A number of teachers here are ensuring that their students have improved conditions under which to learn. Five of them unveiled projects last Wednesday, May 10.

They are Ethny Wyllie and Kenneth Burgin at the C.W. Prescod Primary School, and Juliet Dorsett, Janice Gilkes and Godwyn Gibson at Dorsetshire Hill.{{more}}

Wyllie turned a previous dumpsite into a garden spending over $10,000. The area has been transformed with plants and other adornments in a well-fenced section. She handed over the keys to the site as well as a rake, hose and 40 garbage bags to help with maintenance.

Kenneth Burgin’s project is a parking shed placed at the front of the C.W. Prescod entrance.

With the shed, constructed at a cost of over $6,000, students have a sheltered area before getting into the classroom.

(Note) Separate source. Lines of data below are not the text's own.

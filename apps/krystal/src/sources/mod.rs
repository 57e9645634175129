//! # Data Sources
//!
//! Clients for the third-party services Krystal draws relationship data
//! from:
//!
//! - `LittleSisClient` - entities and their connections
//! - `NewsClient` - news articles, trending topics, keyword entity extraction
//! - `OpenSecretsClient` - campaign funding and lobbying totals
//!
//! A client without an API key never touches the network and answers with
//! deterministic development fixtures. A client with a key calls the live
//! service; a failed call is logged and degrades to an empty result.

mod cache;
pub mod littlesis;
pub mod news;
pub mod opensecrets;

pub use cache::ResponseCache;
pub use littlesis::{Connection, LittleSisClient, LittleSisEntity};
pub use news::{Article, ExtractedEntity, NewsClient, TrendingTopic, extract_entities};
pub use opensecrets::{CandidateFunding, Contributor, OpenSecretsClient, OrganizationSummary};

use crate::config::SourcesConfig;
use serde_json::Value;
use std::time::Duration;

// =============================================================================
// ERRORS
// =============================================================================

/// Errors from a live data-source call.
#[derive(Debug, thiserror::Error)]
pub enum SourceError {
    /// The service could not be reached.
    #[error("Cannot connect to {0}")]
    ConnectionFailed(String),
    /// 401/403 - invalid or missing API key.
    #[error("Unauthorized: invalid or missing API key")]
    Unauthorized,
    /// 429 Too Many Requests.
    #[error("Rate limited: too many requests")]
    RateLimited,
    /// Any other non-success status.
    #[error("Server error ({0}): {1}")]
    ServerError(u16, String),
    /// The body was not the expected JSON.
    #[error("Parse error: {0}")]
    ParseError(String),
}

// =============================================================================
// CLIENT OPTIONS
// =============================================================================

/// Settings shared by every client.
#[derive(Debug, Clone, PartialEq)]
pub struct ClientOptions {
    pub cache_ttl: Duration,
    pub request_timeout: Duration,
}

impl Default for ClientOptions {
    fn default() -> Self {
        Self::from(&SourcesConfig::default())
    }
}

impl From<&SourcesConfig> for ClientOptions {
    fn from(config: &SourcesConfig) -> Self {
        Self {
            cache_ttl: Duration::from_secs(config.cache_timeout_secs),
            request_timeout: Duration::from_secs(config.request_timeout_secs),
        }
    }
}

// =============================================================================
// HTTP PLUMBING
// =============================================================================

/// How a service expects its API key.
#[derive(Debug, Clone)]
pub(crate) enum Auth {
    Bearer(String),
    Header(&'static str, String),
    Query(&'static str, String),
}

/// A JSON-over-HTTP service endpoint with a response cache.
#[derive(Debug, Clone)]
pub(crate) struct HttpSource {
    http: reqwest::Client,
    base_url: String,
    auth: Auth,
    cache: ResponseCache,
}

impl HttpSource {
    pub(crate) fn new(base_url: impl Into<String>, auth: Auth, options: &ClientOptions) -> Self {
        let http = reqwest::Client::builder()
            .timeout(options.request_timeout)
            .user_agent(concat!("krystal/", env!("CARGO_PKG_VERSION")))
            .build()
            .unwrap_or_else(|e| {
                tracing::warn!("HTTP client setup failed, using defaults: {}", e);
                reqwest::Client::new()
            });
        Self {
            http,
            base_url: base_url.into().trim_end_matches('/').to_string(),
            auth,
            cache: ResponseCache::new(options.cache_ttl),
        }
    }

    /// GET `path` with `query` and decode the JSON body, through the cache.
    pub(crate) async fn get_json(
        &self,
        path: &str,
        query: &[(&str, String)],
    ) -> Result<Value, SourceError> {
        let url = format!("{}{}", self.base_url, path);
        let cache_key = cache_key(&url, query);
        if let Some(hit) = self.cache.get(&cache_key).await {
            tracing::debug!(url = %url, "Source cache hit");
            return Ok(hit);
        }

        let mut req = self.http.get(&url).query(query);
        req = match &self.auth {
            Auth::Bearer(key) => req.bearer_auth(key),
            Auth::Header(name, key) => req.header(*name, key),
            Auth::Query(name, key) => req.query(&[(*name, key)]),
        };

        let resp = req
            .send()
            .await
            .map_err(|e| SourceError::ConnectionFailed(format!("{}: {e}", self.base_url)))?;
        let value = handle_response(resp).await?;

        self.cache.insert(cache_key, value.clone()).await;
        Ok(value)
    }
}

/// Check the status code and parse the body.
async fn handle_response(resp: reqwest::Response) -> Result<Value, SourceError> {
    let status = resp.status();
    if status == reqwest::StatusCode::UNAUTHORIZED || status == reqwest::StatusCode::FORBIDDEN {
        return Err(SourceError::Unauthorized);
    }
    if status == reqwest::StatusCode::TOO_MANY_REQUESTS {
        return Err(SourceError::RateLimited);
    }
    if !status.is_success() {
        let body = resp.text().await.unwrap_or_default();
        return Err(SourceError::ServerError(status.as_u16(), body));
    }
    resp.json::<Value>()
        .await
        .map_err(|e| SourceError::ParseError(e.to_string()))
}

/// Cache key of a request. The API key is never part of it.
fn cache_key(url: &str, query: &[(&str, String)]) -> String {
    let mut key = url.to_string();
    for (name, value) in query {
        key.push_str(&format!("|{}={}", name, value));
    }
    key
}

/// Log a failed live call; callers then fall back to an empty result.
pub(crate) fn degrade(source: &str, operation: &str, err: &SourceError) {
    tracing::warn!(
        source = source,
        operation = operation,
        error = %err,
        "Data source call failed, returning empty result"
    );
}

// =============================================================================
// DATA SOURCES
// =============================================================================

/// All three clients, built from one configuration.
#[derive(Debug, Clone)]
pub struct DataSources {
    pub littlesis: LittleSisClient,
    pub news: NewsClient,
    pub opensecrets: OpenSecretsClient,
}

impl DataSources {
    #[must_use]
    pub fn from_config(config: &SourcesConfig) -> Self {
        let options = ClientOptions::from(config);
        Self {
            littlesis: LittleSisClient::new(config.littlesis_api_key.clone(), &options),
            news: NewsClient::new(config.news_api_key.clone(), &options),
            opensecrets: OpenSecretsClient::new(config.opensecrets_api_key.clone(), &options),
        }
    }

    /// Clients answering from fixtures only.
    #[must_use]
    pub fn fixtures() -> Self {
        Self::from_config(&SourcesConfig::default())
    }
}

// =============================================================================
// TESTS
// =============================================================================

According to Burgin, when students get wet “they stay away from school.” Principal Orde Ballantyne was happy with the efforts of his staffers and expressed the view that their contribution would go a long way in improving the students’ education. The C. W. Prescod School has a population of 839 students with 24 teachers.

The Dorsetshire Hill Government School benefited from the construction of a water tank and new security booth undertaken by Godwyn Gibson, a refurbished bathroom costing some $5,300, spearheaded by Janice Gilkes, and revival of the school’s 4H Club by Juliet Dorsett.

Dorsetshire Hill Principal Marsha Douglas expressed gratitude on behalf of her students for the refurbishment at her school.

“Our school is blessed to have benefited from these three projects at the same time. There were times when school had to (be) close (d) for half day because of water problems. When the teachers discussed the projects with me, I welcomed the idea,” Douglas said.

Senior Education Officer Sylvia Sayers outlined that the projects would go a long way in improving the physical conditions at the school. “They have chosen areas that are quite appropriate for the school’s needs and I urge the teachers and students to take care of these facilities,” Sayers expressed.

The teachers at Dorsetshire Hill outlined that the areas chosen to improve were community-based initiatives that would benefit not only the students at the school but also residents at Dorsetshire Hill.

The teachers are completing their Bachelors’ Degrees in Education Administration Programme.

Sylvia Sayers, from the Education Ministry, praised the teachers at C. W. Prescod for their “foresight and vision.”

She pointed out that “physical conditions of the school can impact positively or negatively on the teaching and learning at the school.”

Sayers encouraged students to take care of the new provisions. She invited other teachers “to be innovative and source funds to make the school environment conducive for learning.”